• PROBLEM TO SOLVE: If a line in the records below contains the word "collections", return that line.

• DATA UNDER STUDY:
Segment Open

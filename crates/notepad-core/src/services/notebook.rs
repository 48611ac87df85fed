//! Notebook service: the loaded collections plus their persistence and
//! reminder side effects.

use crate::db::SlotRepository;
use crate::error::{Error, Result};
use crate::models::{Category, CategoryId, Note, NoteId, SettingValue, SettingsMap, Tag, TagId};
use crate::query::{self, NoteQuery};
use crate::reminder::{NotificationCenter, NotificationRequest, ReminderScheduler, ReminderState};
use crate::store::NoteStore;

/// In-memory notes, categories, tags and settings backed by a [`NoteStore`].
///
/// Every mutation persists the affected collection as a whole. Reminder
/// changes are forwarded to the [`ReminderScheduler`]; when scheduling fails
/// the reminder is cleared again so the note never claims a reminder the
/// platform does not hold.
pub struct Notebook<S, N> {
    store: NoteStore<S>,
    scheduler: ReminderScheduler<N>,
    notes: Vec<Note>,
    categories: Vec<Category>,
    tags: Vec<Tag>,
    settings: SettingsMap,
}

impl<S: SlotRepository, N: NotificationCenter> Notebook<S, N> {
    /// Load every collection and make sure the default category exists.
    pub async fn open(store: NoteStore<S>, scheduler: ReminderScheduler<N>) -> Result<Self> {
        let mut categories = store.load_categories().await;
        if !categories.iter().any(Category::is_default) {
            let default = Category::default_category();
            tracing::info!("Creating default category {}", default.id);
            categories.push(default);
            store.save_categories(&categories).await?;
        }

        let tags = store.load_tags().await;
        let notes = store.load_notes().await;
        let settings = store.load_settings().await;
        tracing::debug!(
            "Loaded {} notes, {} categories, {} tags",
            notes.len(),
            categories.len(),
            tags.len()
        );

        Ok(Self {
            store,
            scheduler,
            notes,
            categories,
            tags,
            settings,
        })
    }

    /// The reminder scheduler
    pub const fn scheduler(&self) -> &ReminderScheduler<N> {
        &self.scheduler
    }

    // ---------------------------------------------------------------------
    // Notes
    // ---------------------------------------------------------------------

    /// All notes in storage order
    pub fn notes(&self) -> &[Note] {
        &self.notes
    }

    /// Look up a note by id
    pub fn note(&self, id: &NoteId) -> Option<&Note> {
        self.notes.iter().find(|note| &note.id == id)
    }

    /// Notes whose id starts with `prefix`
    pub fn notes_with_id_prefix(&self, prefix: &str) -> Vec<&Note> {
        self.notes
            .iter()
            .filter(|note| note.id.as_str().starts_with(prefix))
            .collect()
    }

    /// Filtered and ordered view of the notes
    pub fn find_notes(&self, query: &NoteQuery) -> Vec<&Note> {
        query::filter_notes(&self.notes, &self.tags, query)
    }

    /// Resolved tags of a note
    pub fn note_tags(&self, note: &Note) -> Vec<&Tag> {
        query::resolve_tags(note, &self.tags)
    }

    /// Create a note; it lands in the default category unless one is given.
    pub async fn create_note(
        &mut self,
        title: impl Into<String>,
        content: impl Into<String>,
        category_id: Option<CategoryId>,
    ) -> Result<Note> {
        let category_id = match category_id {
            Some(id) => {
                self.require_category(&id)?;
                id
            }
            None => self.default_category().id.clone(),
        };

        let mut note = Note::new(title, content);
        note.category_id = Some(category_id);
        self.notes.push(note.clone());
        if let Err(error) = self.persist_notes().await {
            self.notes.pop();
            return Err(error);
        }

        tracing::debug!("Created note {}", note.id);
        Ok(note)
    }

    /// Apply `edit` to a note and persist.
    ///
    /// If the edit changes the reminder, the scheduler is updated as in
    /// [`Self::set_reminder`].
    pub async fn update_note(&mut self, id: &NoteId, edit: impl FnOnce(&mut Note)) -> Result<Note> {
        self.apply(id, edit, false).await
    }

    /// Set or clear a note's reminder and schedule or cancel its notification.
    ///
    /// On scheduling failure the reminder is reset to `None`, the notes are
    /// saved, and the error is returned.
    pub async fn set_reminder(&mut self, id: &NoteId, at: Option<i64>) -> Result<Note> {
        self.apply(id, |note| note.set_reminder(at), true).await
    }

    /// Toggle the pinned flag
    pub async fn toggle_pin(&mut self, id: &NoteId) -> Result<Note> {
        self.update_note(id, Note::toggle_pin).await
    }

    /// Attach an existing tag to a note
    pub async fn tag_note(&mut self, id: &NoteId, tag_id: &TagId) -> Result<Note> {
        self.require_tag(tag_id)?;
        let tag_id = tag_id.clone();
        self.update_note(id, |note| note.add_tag_id(tag_id)).await
    }

    /// Detach a tag from a note
    pub async fn untag_note(&mut self, id: &NoteId, tag_id: &TagId) -> Result<Note> {
        self.update_note(id, |note| note.remove_tag_id(tag_id)).await
    }

    /// Delete a note, cancelling its pending reminder first
    pub async fn delete_note(&mut self, id: &NoteId) -> Result<Note> {
        let index = self
            .notes
            .iter()
            .position(|note| &note.id == id)
            .ok_or_else(|| Error::NotFound(format!("note {id}")))?;

        if self.notes[index].is_reminder_active() {
            self.scheduler.cancel(&self.notes[index]).await;
        }
        let removed = self.notes.remove(index);
        self.persist_notes().await?;

        tracing::debug!("Deleted note {}", removed.id);
        Ok(removed)
    }

    // ---------------------------------------------------------------------
    // Reminders
    // ---------------------------------------------------------------------

    /// Whether the platform holds a trigger for the note
    pub async fn reminder_state(&self, id: &NoteId) -> Result<ReminderState> {
        let note = self
            .note(id)
            .ok_or_else(|| Error::NotFound(format!("note {id}")))?;
        Ok(self.scheduler.state_of(note).await)
    }

    /// All pending reminder notifications
    pub async fn pending_reminders(&self) -> Result<Vec<NotificationRequest>> {
        self.scheduler.pending().await
    }

    // ---------------------------------------------------------------------
    // Categories
    // ---------------------------------------------------------------------

    /// All categories in creation order
    pub fn categories(&self) -> &[Category] {
        &self.categories
    }

    /// The privileged default category
    pub fn default_category(&self) -> &Category {
        // Never empty: open() seeds the default and the last category cannot be deleted.
        self.categories
            .iter()
            .find(|category| category.is_default())
            .unwrap_or(&self.categories[0])
    }

    /// Look up a category by id, or by exact name when no id matches
    pub fn find_category(&self, id_or_name: &str) -> Option<&Category> {
        self.categories
            .iter()
            .find(|category| category.id.as_str() == id_or_name)
            .or_else(|| {
                self.categories
                    .iter()
                    .find(|category| category.name == id_or_name)
            })
    }

    /// Create a category
    pub async fn create_category(&mut self, name: impl Into<String>) -> Result<Category> {
        let category = Category::new(name)?;
        self.categories.push(category.clone());
        self.store.save_categories(&self.categories).await?;
        Ok(category)
    }

    /// Delete a category; refused while any note references it
    pub async fn delete_category(&mut self, id: &CategoryId) -> Result<Category> {
        let index = self
            .categories
            .iter()
            .position(|category| &category.id == id)
            .ok_or_else(|| Error::NotFound(format!("category {id}")))?;

        let used_by = query::category_note_count(&self.notes, id);
        if used_by > 0 {
            return Err(Error::InUse(
                format!("Category '{}'", self.categories[index].name),
                used_by,
            ));
        }
        if self.categories.len() == 1 {
            return Err(Error::InvalidInput(
                "The last remaining category cannot be deleted".to_string(),
            ));
        }

        let removed = self.categories.remove(index);
        self.store.save_categories(&self.categories).await?;
        Ok(removed)
    }

    // ---------------------------------------------------------------------
    // Tags
    // ---------------------------------------------------------------------

    /// All tags in creation order
    pub fn tags(&self) -> &[Tag] {
        &self.tags
    }

    /// Look up a tag by id, or by exact name when no id matches
    pub fn find_tag(&self, id_or_name: &str) -> Option<&Tag> {
        self.tags
            .iter()
            .find(|tag| tag.id.as_str() == id_or_name)
            .or_else(|| self.tags.iter().find(|tag| tag.name == id_or_name))
    }

    /// Create a tag
    pub async fn create_tag(&mut self, name: impl Into<String>) -> Result<Tag> {
        let tag = Tag::new(name)?;
        self.tags.push(tag.clone());
        self.store.save_tags(&self.tags).await?;
        Ok(tag)
    }

    /// Delete a tag; refused while any note carries it
    pub async fn delete_tag(&mut self, id: &TagId) -> Result<Tag> {
        let index = self
            .tags
            .iter()
            .position(|tag| &tag.id == id)
            .ok_or_else(|| Error::NotFound(format!("tag {id}")))?;

        let used_by = query::tag_note_count(&self.notes, id);
        if used_by > 0 {
            return Err(Error::InUse(
                format!("Tag '{}'", self.tags[index].name),
                used_by,
            ));
        }

        let removed = self.tags.remove(index);
        self.store.save_tags(&self.tags).await?;
        Ok(removed)
    }

    // ---------------------------------------------------------------------
    // Settings
    // ---------------------------------------------------------------------

    /// Current settings
    pub const fn settings(&self) -> &SettingsMap {
        &self.settings
    }

    /// Set a single setting and persist the map
    pub async fn set_setting(&mut self, key: impl Into<String>, value: SettingValue) -> Result<()> {
        self.settings.insert(key.into(), value);
        self.store.save_settings(&self.settings).await
    }

    /// Remove a setting and persist the map
    pub async fn remove_setting(&mut self, key: &str) -> Result<Option<SettingValue>> {
        let removed = self.settings.remove(key);
        if removed.is_some() {
            self.store.save_settings(&self.settings).await?;
        }
        Ok(removed)
    }

    // ---------------------------------------------------------------------
    // Private
    // ---------------------------------------------------------------------

    async fn apply(
        &mut self,
        id: &NoteId,
        edit: impl FnOnce(&mut Note),
        force_reminder_sync: bool,
    ) -> Result<Note> {
        let note = self.require_note_mut(id)?;
        let original = note.clone();
        edit(note);
        let reminder_changed = note.reminder != original.reminder;
        let snapshot = note.clone();

        if let Err(error) = self.persist_notes().await {
            *self.require_note_mut(id)? = original;
            return Err(error);
        }

        if reminder_changed || force_reminder_sync {
            return self.sync_reminder(snapshot).await;
        }
        Ok(snapshot)
    }

    async fn sync_reminder(&mut self, note: Note) -> Result<Note> {
        if !note.is_reminder_active() {
            self.scheduler.cancel(&note).await;
            return Ok(note);
        }

        match self.scheduler.schedule(&note).await {
            Ok(_) => Ok(note),
            Err(error) => {
                tracing::warn!(
                    "Rolling back reminder of note {} after failed scheduling: {error}",
                    note.id
                );
                let rolled_back = {
                    let stored = self.require_note_mut(&note.id)?;
                    stored.set_reminder(None);
                    stored.clone()
                };
                self.persist_notes().await?;
                self.scheduler.cancel(&rolled_back).await;
                Err(error.into())
            }
        }
    }

    async fn persist_notes(&self) -> Result<()> {
        self.store.save_notes(&self.notes).await
    }

    fn require_note_mut(&mut self, id: &NoteId) -> Result<&mut Note> {
        self.notes
            .iter_mut()
            .find(|note| &note.id == id)
            .ok_or_else(|| Error::NotFound(format!("note {id}")))
    }

    fn require_category(&self, id: &CategoryId) -> Result<&Category> {
        self.categories
            .iter()
            .find(|category| &category.id == id)
            .ok_or_else(|| Error::NotFound(format!("category {id}")))
    }

    fn require_tag(&self, id: &TagId) -> Result<&Tag> {
        self.tags
            .iter()
            .find(|tag| &tag.id == id)
            .ok_or_else(|| Error::NotFound(format!("tag {id}")))
    }
}
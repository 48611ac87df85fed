use std::io::{self, IsTerminal, Read};

use chrono::{DateTime, Local, NaiveDateTime, Utc};
use notepad_core::db::SlotRepository;
use notepad_core::reminder::NotificationCenter;
use notepad_core::services::open_local;
use notepad_core::{
    truncate_chars, AppConfig, Category, CategoryId, LocalNotebook, Note, NoteId, NoteQuery,
    Notebook, Tag, TagId,
};
use serde::Serialize;

use crate::error::CliError;

const SHORT_ID_LEN: usize = 13;
const LOCAL_TIME_FORMAT: &str = "%Y-%m-%d %H:%M";

#[derive(Debug, Serialize)]
pub struct NoteListItem {
    pub id: String,
    pub title: String,
    pub preview: String,
    pub content: String,
    pub category: Option<String>,
    pub tags: Vec<String>,
    pub is_pinned: bool,
    pub image_count: usize,
    pub reminder: Option<i64>,
    pub created_at: i64,
    pub updated_at: i64,
    pub relative_time: String,
}

pub async fn open_notebook(config: &AppConfig) -> Result<LocalNotebook, CliError> {
    if let Some(parent) = config.db_path.parent() {
        std::fs::create_dir_all(parent)?;
    }
    Ok(open_local(config).await?)
}

pub fn list_notes<'a, S, N>(
    notebook: &'a Notebook<S, N>,
    category: Option<&str>,
    tag: Option<&str>,
    search: Option<&str>,
    limit: Option<usize>,
) -> Result<Vec<&'a Note>, CliError>
where
    S: SlotRepository,
    N: NotificationCenter,
{
    let mut query = NoteQuery::all();
    if let Some(category) = category {
        query = query.in_category(resolve_category(category, notebook)?);
    }
    if let Some(tag) = tag {
        query = query.with_tag(resolve_tag(tag, notebook)?);
    }
    if let Some(search) = search.map(str::trim) {
        query = query.matching(search);
    }

    let mut notes = notebook.find_notes(&query);
    if let Some(limit) = limit {
        notes.truncate(limit);
    }
    Ok(notes)
}

pub fn resolve_note<S, N>(note_query: &str, notebook: &Notebook<S, N>) -> Result<NoteId, CliError>
where
    S: SlotRepository,
    N: NotificationCenter,
{
    let note_query = normalize_note_identifier(note_query)?;
    let exact = NoteId::from(note_query.as_str());
    if notebook.note(&exact).is_some() {
        return Ok(exact);
    }

    let matches = notebook.notes_with_id_prefix(&note_query);
    match matches.as_slice() {
        [] => Err(CliError::NoteNotFound(note_query)),
        [note] => Ok(note.id.clone()),
        _ => {
            let options = matches
                .iter()
                .take(3)
                .map(|note| short_id(&note.id))
                .collect::<Vec<_>>()
                .join(", ");

            Err(CliError::AmbiguousNoteId(format!(
                "ID prefix '{note_query}' is ambiguous; matches: {options}"
            )))
        }
    }
}

pub fn resolve_category<S, N>(query: &str, notebook: &Notebook<S, N>) -> Result<CategoryId, CliError>
where
    S: SlotRepository,
    N: NotificationCenter,
{
    notebook
        .find_category(query.trim())
        .map(|category| category.id.clone())
        .ok_or_else(|| CliError::CategoryNotFound(query.to_string()))
}

pub fn resolve_tag<S, N>(query: &str, notebook: &Notebook<S, N>) -> Result<TagId, CliError>
where
    S: SlotRepository,
    N: NotificationCenter,
{
    notebook
        .find_tag(query.trim())
        .map(|tag| tag.id.clone())
        .ok_or_else(|| CliError::TagNotFound(query.to_string()))
}

pub fn format_note_lines(notes: &[&Note], tags: &[Tag]) -> Vec<String> {
    let now_ms = Utc::now().timestamp_millis();
    notes
        .iter()
        .map(|note| {
            let short_id = short_id(&note.id);
            let marker = if note.is_pinned { "*" } else { " " };
            let preview = note_preview(note, 40);
            let relative_time = format_relative_time(note.updated_at, now_ms);
            let tags = render_tags(note, tags);

            if tags.is_empty() {
                format!("{short_id:<13} {marker} {preview:<40}  {relative_time}")
            } else {
                format!("{short_id:<13} {marker} {preview:<40}  {relative_time:<10}  {tags}")
            }
        })
        .collect()
}

pub fn note_to_list_item(note: &Note, categories: &[Category], tags: &[Tag]) -> NoteListItem {
    let now_ms = Utc::now().timestamp_millis();
    let category = note.category_id.as_ref().and_then(|id| {
        categories
            .iter()
            .find(|category| &category.id == id)
            .map(|category| category.name.clone())
    });

    NoteListItem {
        id: note.id.to_string(),
        title: note.title.clone(),
        preview: note_preview(note, 80),
        content: note.content.clone(),
        category,
        tags: tag_names(note, tags),
        is_pinned: note.is_pinned,
        image_count: note.images.len(),
        reminder: note.reminder,
        created_at: note.created_at,
        updated_at: note.updated_at,
        relative_time: format_relative_time(note.updated_at, now_ms),
    }
}

pub fn note_preview(note: &Note, max_chars: usize) -> String {
    let source = note.title_preview(usize::MAX);
    let collapsed = source.split_whitespace().collect::<Vec<_>>().join(" ");
    truncate_chars(&collapsed, max_chars)
}

pub fn tag_names(note: &Note, tags: &[Tag]) -> Vec<String> {
    tags.iter()
        .filter(|tag| note.has_tag(&tag.id))
        .map(|tag| tag.name.clone())
        .collect()
}

pub fn render_tags(note: &Note, tags: &[Tag]) -> String {
    tag_names(note, tags)
        .into_iter()
        .map(|tag| format!("#{tag}"))
        .collect::<Vec<String>>()
        .join(" ")
}

pub fn short_id(id: &NoteId) -> String {
    id.as_str().chars().take(SHORT_ID_LEN).collect()
}

pub fn format_relative_time(timestamp_ms: i64, now_ms: i64) -> String {
    let diff = now_ms.saturating_sub(timestamp_ms);
    let minute = 60_000;
    let hour = 60 * minute;
    let day = 24 * hour;
    let week = 7 * day;
    let month = 30 * day;
    let year = 365 * day;

    if diff < minute {
        "just now".to_string()
    } else if diff < hour {
        format!("{}m ago", diff / minute)
    } else if diff < day {
        format!("{}h ago", diff / hour)
    } else if diff < week {
        format!("{}d ago", diff / day)
    } else if diff < month {
        format!("{}w ago", diff / week)
    } else if diff < year {
        format!("{}mo ago", diff / month)
    } else {
        format!("{}y ago", diff / year)
    }
}

/// Local wall-clock rendering of a Unix millisecond timestamp
pub fn format_timestamp(timestamp_ms: i64) -> String {
    DateTime::from_timestamp_millis(timestamp_ms)
        .map_or_else(|| timestamp_ms.to_string(), format_date_time)
}

pub fn format_date_time(date_time: DateTime<Utc>) -> String {
    date_time
        .with_timezone(&Local)
        .format(LOCAL_TIME_FORMAT)
        .to_string()
}

/// Parse `YYYY-MM-DD HH:MM` in local time, or an RFC 3339 timestamp.
pub fn parse_reminder_time(input: &str) -> Result<i64, CliError> {
    let trimmed = input.trim();
    if let Ok(date_time) = DateTime::parse_from_rfc3339(trimmed) {
        return Ok(date_time.timestamp_millis());
    }

    NaiveDateTime::parse_from_str(trimmed, LOCAL_TIME_FORMAT)
        .ok()
        .and_then(|naive| naive.and_local_timezone(Local).earliest())
        .map(|date_time| date_time.timestamp_millis())
        .ok_or_else(|| CliError::InvalidReminderTime(input.to_string()))
}

/// Content from arguments, falling back to piped stdin
pub fn resolve_note_content(content_parts: &[String]) -> Result<Option<String>, CliError> {
    if let Some(content) = normalize_content(&content_parts.join(" ")) {
        return Ok(Some(content));
    }
    read_piped_stdin()
}

pub fn normalize_content(content: &str) -> Option<String> {
    let trimmed = content.trim();
    if trimmed.is_empty() {
        None
    } else {
        Some(trimmed.to_string())
    }
}

pub fn normalize_note_identifier(id: &str) -> Result<String, CliError> {
    let trimmed = id.trim();
    if trimmed.is_empty() {
        Err(CliError::EmptyNoteId)
    } else {
        Ok(trimmed.to_string())
    }
}

pub fn read_piped_stdin() -> Result<Option<String>, CliError> {
    let stdin = io::stdin();
    if stdin.is_terminal() {
        return Ok(None);
    }

    let mut buffer = String::new();
    stdin.lock().read_to_string(&mut buffer)?;
    Ok(normalize_content(&buffer))
}
//! Application settings model

use std::collections::BTreeMap;
use std::fmt;

use serde::{Deserialize, Serialize};

/// Open-ended settings map; no schema is enforced on its contents.
pub type SettingsMap = BTreeMap<String, SettingValue>;

/// A scalar settings value
#[derive(Debug, Clone, PartialEq, Serialize, Deserialize)]
#[serde(untagged)]
pub enum SettingValue {
    /// Boolean flag
    Bool(bool),
    /// Whole number
    Integer(i64),
    /// Floating point number
    Float(f64),
    /// Free text
    Text(String),
}

impl SettingValue {
    /// Parse user input into the narrowest matching scalar.
    ///
    /// `true`/`false` become booleans, then integers, then floats; anything
    /// else is kept as text.
    #[must_use]
    pub fn parse(raw: &str) -> Self {
        let trimmed = raw.trim();
        match trimmed.to_ascii_lowercase().as_str() {
            "true" => return Self::Bool(true),
            "false" => return Self::Bool(false),
            _ => {}
        }
        if let Ok(value) = trimmed.parse::<i64>() {
            return Self::Integer(value);
        }
        if let Ok(value) = trimmed.parse::<f64>() {
            if value.is_finite() {
                return Self::Float(value);
            }
        }
        Self::Text(raw.to_string())
    }
}

impl fmt::Display for SettingValue {
    fn fmt(&self, f: &mut fmt::Formatter<'_>) -> fmt::Result {
        match self {
            Self::Bool(value) => write!(f, "{value}"),
            Self::Integer(value) => write!(f, "{value}"),
            Self::Float(value) => write!(f, "{value}"),
            Self::Text(value) => f.write_str(value),
        }
    }
}

#[cfg(test)]
mod tests {
    use super::*;

    #[test]
    fn test_parse_picks_narrowest_scalar() {
        assert_eq!(SettingValue::parse("TRUE"), SettingValue::Bool(true));
        assert_eq!(SettingValue::parse("42"), SettingValue::Integer(42));
        assert_eq!(SettingValue::parse("1.5"), SettingValue::Float(1.5));
        assert_eq!(
            SettingValue::parse("JetBrains Mono"),
            SettingValue::Text("JetBrains Mono".to_string())
        );
        assert_eq!(
            SettingValue::parse("inf"),
            SettingValue::Text("inf".to_string())
        );
    }

    #[test]
    fn test_settings_map_json_shape() {
        let mut settings = SettingsMap::new();
        settings.insert("font_size".to_string(), SettingValue::Integer(16));
        settings.insert("dark_mode".to_string(), SettingValue::Bool(true));

        let json = serde_json::to_string(&settings).unwrap();
        assert_eq!(json, r#"{"dark_mode":true,"font_size":16}"#);

        let parsed: SettingsMap = serde_json::from_str(&json).unwrap();
        assert_eq!(parsed, settings);
    }
}
use notepad_core::db::SlotRepository;
use notepad_core::reminder::NotificationCenter;
use notepad_core::{Note, Notebook};

use crate::commands::common::{
    format_note_lines, format_timestamp, list_notes, note_to_list_item, read_piped_stdin,
    render_tags, resolve_category, resolve_note, resolve_note_content, NoteListItem,
};
use crate::error::CliError;

pub async fn run_add<S, N>(
    notebook: &mut Notebook<S, N>,
    title: &str,
    category: Option<&str>,
    content_parts: &[String],
) -> Result<Note, CliError>
where
    S: SlotRepository,
    N: NotificationCenter,
{
    let content = resolve_note_content(content_parts)?.unwrap_or_default();
    let draft = Note::new(title.trim(), content);
    if draft.is_empty() {
        return Err(CliError::EmptyNote);
    }

    let category_id = category
        .map(|category| resolve_category(category, notebook))
        .transpose()?;
    let note = notebook
        .create_note(draft.title, draft.content, category_id)
        .await?;

    println!("{}", note.id);
    Ok(note)
}

pub fn run_list<S, N>(
    notebook: &Notebook<S, N>,
    category: Option<&str>,
    tag: Option<&str>,
    search: Option<&str>,
    limit: Option<usize>,
    as_json: bool,
) -> Result<(), CliError>
where
    S: SlotRepository,
    N: NotificationCenter,
{
    let notes = list_notes(notebook, category, tag, search, limit)?;

    if as_json {
        let json_items = notes
            .iter()
            .map(|note| note_to_list_item(note, notebook.categories(), notebook.tags()))
            .collect::<Vec<NoteListItem>>();
        println!("{}", serde_json::to_string_pretty(&json_items)?);
    } else {
        for line in format_note_lines(&notes, notebook.tags()) {
            println!("{line}");
        }
    }

    Ok(())
}

pub async fn run_show<S, N>(notebook: &Notebook<S, N>, id: &str, as_json: bool) -> Result<(), CliError>
where
    S: SlotRepository,
    N: NotificationCenter,
{
    let note_id = resolve_note(id, notebook)?;
    let Some(note) = notebook.note(&note_id) else {
        return Err(CliError::NoteNotFound(id.to_string()));
    };

    if as_json {
        let item = note_to_list_item(note, notebook.categories(), notebook.tags());
        println!("{}", serde_json::to_string_pretty(&item)?);
        return Ok(());
    }

    let category = note
        .category_id
        .as_ref()
        .and_then(|id| notebook.categories().iter().find(|c| &c.id == id))
        .map_or("-", |category| category.name.as_str());
    let tags = render_tags(note, notebook.tags());
    let reminder = match note.reminder {
        Some(at) => {
            let state = notebook.reminder_state(&note.id).await?;
            format!("{} ({state:?})", format_timestamp(at))
        }
        None => "-".to_string(),
    };

    println!("id:        {}", note.id);
    println!("title:     {}", note.title);
    println!("category:  {category}");
    println!("tags:      {}", if tags.is_empty() { "-" } else { tags.as_str() });
    println!("pinned:    {}", note.is_pinned);
    println!("reminder:  {reminder}");
    println!("created:   {}", format_timestamp(note.created_at));
    println!("updated:   {}", format_timestamp(note.updated_at));
    for (index, image) in note.images.iter().enumerate() {
        println!(
            "image {index}:   {} bytes  {}",
            image.data.len(),
            image.description
        );
    }
    if !note.content.is_empty() {
        println!();
        println!("{}", note.content);
    }
    Ok(())
}

pub async fn run_edit<S, N>(
    notebook: &mut Notebook<S, N>,
    id: &str,
    title: Option<String>,
    content: Option<String>,
    category: Option<&str>,
    no_category: bool,
) -> Result<Note, CliError>
where
    S: SlotRepository,
    N: NotificationCenter,
{
    if title.is_none() && content.is_none() && category.is_none() && !no_category {
        return Err(CliError::NothingToEdit);
    }

    let note_id = resolve_note(id, notebook)?;
    let content = match content.as_deref() {
        Some("-") => Some(read_piped_stdin()?.unwrap_or_default()),
        _ => content,
    };
    let category_id = category
        .map(|category| resolve_category(category, notebook))
        .transpose()?;

    let updated = notebook
        .update_note(&note_id, |note| {
            if no_category {
                note.clear_category();
            }
            if title.is_some() || content.is_some() || category_id.is_some() {
                note.update(title, content, category_id);
            }
        })
        .await?;

    println!("{}", updated.id);
    Ok(updated)
}

pub async fn run_pin<S, N>(notebook: &mut Notebook<S, N>, id: &str) -> Result<Note, CliError>
where
    S: SlotRepository,
    N: NotificationCenter,
{
    let note_id = resolve_note(id, notebook)?;
    let note = notebook.toggle_pin(&note_id).await?;

    if note.is_pinned {
        println!("Pinned {}", note.id);
    } else {
        println!("Unpinned {}", note.id);
    }
    Ok(note)
}

pub async fn run_delete<S, N>(notebook: &mut Notebook<S, N>, id: &str) -> Result<(), CliError>
where
    S: SlotRepository,
    N: NotificationCenter,
{
    let note_id = resolve_note(id, notebook)?;
    let removed = notebook.delete_note(&note_id).await?;

    println!("{}", removed.id);
    Ok(())
}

Segment Closed

• REPLY:
//! Notebook service: the loaded collections plus their persistence and
use std::collections::BTreeMap;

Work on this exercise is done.